◆ WORK TO COMPLETE ◆
Of the lines below, report only those that contain "integer".

══ DATASET RECORDS

use std::cmp::Ordering;
use std::fmt;

use tracing::debug;

use super::error::HisaabError;

/// Derive the next document number from the numbers already issued in a scope.
///
/// Each existing number has `prefix` stripped and the remainder parsed as an
/// unsigned integer (see [`parse_suffix`]). The result is the prefix followed
/// by `max + 1`, zero-padded to `pad_width`. An empty scope starts at 1.
///
/// Malformed numbers count as 0 rather than failing, so they can never push
/// the sequence backwards or raise an error. The caller is expected to pass a
/// list already filtered to one company/period.
///
/// ```
/// use hisaab::core::next_number;
///
/// assert_eq!(next_number(&["DTS0001", "DTS0003", "DTS0002"], "DTS", 4), "DTS0004");
/// assert_eq!(next_number::<&str>(&[], "DTS", 4), "DTS0001");
/// assert_eq!(next_number(&["DTSxyz"], "DTS", 4), "DTS0001");
/// ```
pub fn next_number<S: AsRef<str>>(existing: &[S], prefix: &str, pad_width: usize) -> String {
    format_number(prefix, latest(existing, prefix).successor(), pad_width)
}

fn latest<S: AsRef<str>>(existing: &[S], prefix: &str) -> SequenceValue {
    existing
        .iter()
        .map(|n| parse_suffix(n.as_ref(), prefix))
        .max()
        .unwrap_or_default()
}

/// Numeric part of a document number, or 0 when there is none.
///
/// The prefix is removed when present, surrounding whitespace is ignored and
/// the leading run of ASCII digits is parsed (`"INV0012-A"` gives 12). No
/// leading digit yields 0. Runs of any length are kept exactly.
pub fn parse_suffix(number: &str, prefix: &str) -> SequenceValue {
    let trimmed = number.trim();
    let rest = trimmed.strip_prefix(prefix).unwrap_or(trimmed);
    let digits_end = rest
        .find(|c: char| !c.is_ascii_digit())
        .unwrap_or(rest.len());

    match SequenceValue::from_digits(&rest[..digits_end]) {
        Some(value) => value,
        None => {
            debug!(number, prefix, "document number has no numeric suffix, counting as 0");
            SequenceValue::default()
        }
    }
}

/// `prefix` followed by `value` zero-padded to `pad_width`. Wider values are
/// never truncated.
pub fn format_number(prefix: &str, value: impl fmt::Display, pad_width: usize) -> String {
    format!("{prefix}{value:0>pad_width$}")
}

/// The numeric part of a document number.
///
/// Stored as decimal digits without leading zeros, so suffixes wider than any
/// integer type still order and increment exactly.
#[derive(Debug, Clone, PartialEq, Eq, Hash)]
pub struct SequenceValue(String);

impl SequenceValue {
    /// Value of a non-empty run of ASCII digits; leading zeros are dropped.
    pub fn from_digits(digits: &str) -> Option<Self> {
        if digits.is_empty() || !digits.bytes().all(|b| b.is_ascii_digit()) {
            return None;
        }
        let significant = digits.trim_start_matches('0');
        if significant.is_empty() {
            Some(Self::default())
        } else {
            Some(Self(significant.to_string()))
        }
    }

    pub fn is_zero(&self) -> bool {
        self.0 == "0"
    }

    /// `self + 1`, carrying into a new leading digit when needed.
    pub fn successor(&self) -> Self {
        let mut digits = self.0.as_bytes().to_vec();
        let mut carry = true;
        for digit in digits.iter_mut().rev() {
            if *digit == b'9' {
                *digit = b'0';
            } else {
                *digit += 1;
                carry = false;
                break;
            }
        }
        if carry {
            digits.insert(0, b'1');
        }
        Self(digits.into_iter().map(char::from).collect())
    }

    /// The value as an integer, if it fits.
    pub fn to_u128(&self) -> Option<u128> {
        self.0.parse().ok()
    }

    pub fn as_str(&self) -> &str {
        &self.0
    }
}

impl Default for SequenceValue {
    fn default() -> Self {
        Self("0".to_string())
    }
}

impl From<u64> for SequenceValue {
    fn from(value: u64) -> Self {
        Self(value.to_string())
    }
}

impl PartialEq<u64> for SequenceValue {
    fn eq(&self, other: &u64) -> bool {
        self.0 == other.to_string()
    }
}

impl Ord for SequenceValue {
    fn cmp(&self, other: &Self) -> Ordering {
        self.0
            .len()
            .cmp(&other.0.len())
            .then_with(|| self.0.cmp(&other.0))
    }
}

impl PartialOrd for SequenceValue {
    fn partial_cmp(&self, other: &Self) -> Option<Ordering> {
        Some(self.cmp(other))
    }
}

impl fmt::Display for SequenceValue {
    fn fmt(&self, f: &mut fmt::Formatter<'_>) -> fmt::Result {
        f.pad(&self.0)
    }
}

/// Number sequence for issuing several documents in one batch.
///
/// Generates numbers in the format `{prefix}{sequential}`, e.g. "INV0001",
/// "INV0002". Seed it from the numbers already issued in the scope with
/// [`from_existing`](Self::from_existing).
#[derive(Debug, Clone)]
pub struct DocumentNumberSequence {
    prefix: String,
    next_number: SequenceValue,
    pad_width: usize,
}

impl DocumentNumberSequence {
    /// Create a new sequence starting at 1.
    pub fn new(prefix: impl Into<String>) -> Self {
        Self {
            prefix: prefix.into(),
            next_number: SequenceValue::from(1_u64),
            pad_width: 4,
        }
    }

    /// Create a sequence continuing from a given number. Sequences start at 1,
    /// so 0 is rejected.
    pub fn starting_at(prefix: impl Into<String>, next_number: u64) -> Result<Self, HisaabError> {
        if next_number == 0 {
            return Err(HisaabError::Numbering(
                "sequence must start at 1 or later".into(),
            ));
        }
        Ok(Self {
            prefix: prefix.into(),
            next_number: SequenceValue::from(next_number),
            pad_width: 4,
        })
    }

    /// Continue after the highest number already issued.
    pub fn from_existing<S: AsRef<str>>(existing: &[S], prefix: impl Into<String>) -> Self {
        let prefix = prefix.into();
        let next_number = latest(existing, &prefix).successor();
        Self {
            prefix,
            next_number,
            pad_width: 4,
        }
    }

    /// Set zero-padding width (default: 4, so "0001").
    pub fn with_padding(mut self, width: usize) -> Self {
        self.pad_width = width;
        self
    }

    /// Issue the next number.
    pub fn next_number(&mut self) -> String {
        let issued = format_number(&self.prefix, &self.next_number, self.pad_width);
        self.next_number = self.next_number.successor();
        issued
    }

    /// Preview the next number without consuming it.
    pub fn peek(&self) -> String {
        format_number(&self.prefix, &self.next_number, self.pad_width)
    }

    /// The next number that will be issued (without prefix/formatting).
    pub fn next_raw(&self) -> &SequenceValue {
        &self.next_number
    }

    pub fn prefix(&self) -> &str {
        &self.prefix
    }
}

════

◆ EXERCISE ANSWER ◆
/// unsigned integer (see [`parse_suffix`]). The result is the prefix followed
/// integer type still order and increment exactly.
    /// The value as an integer, if it fits.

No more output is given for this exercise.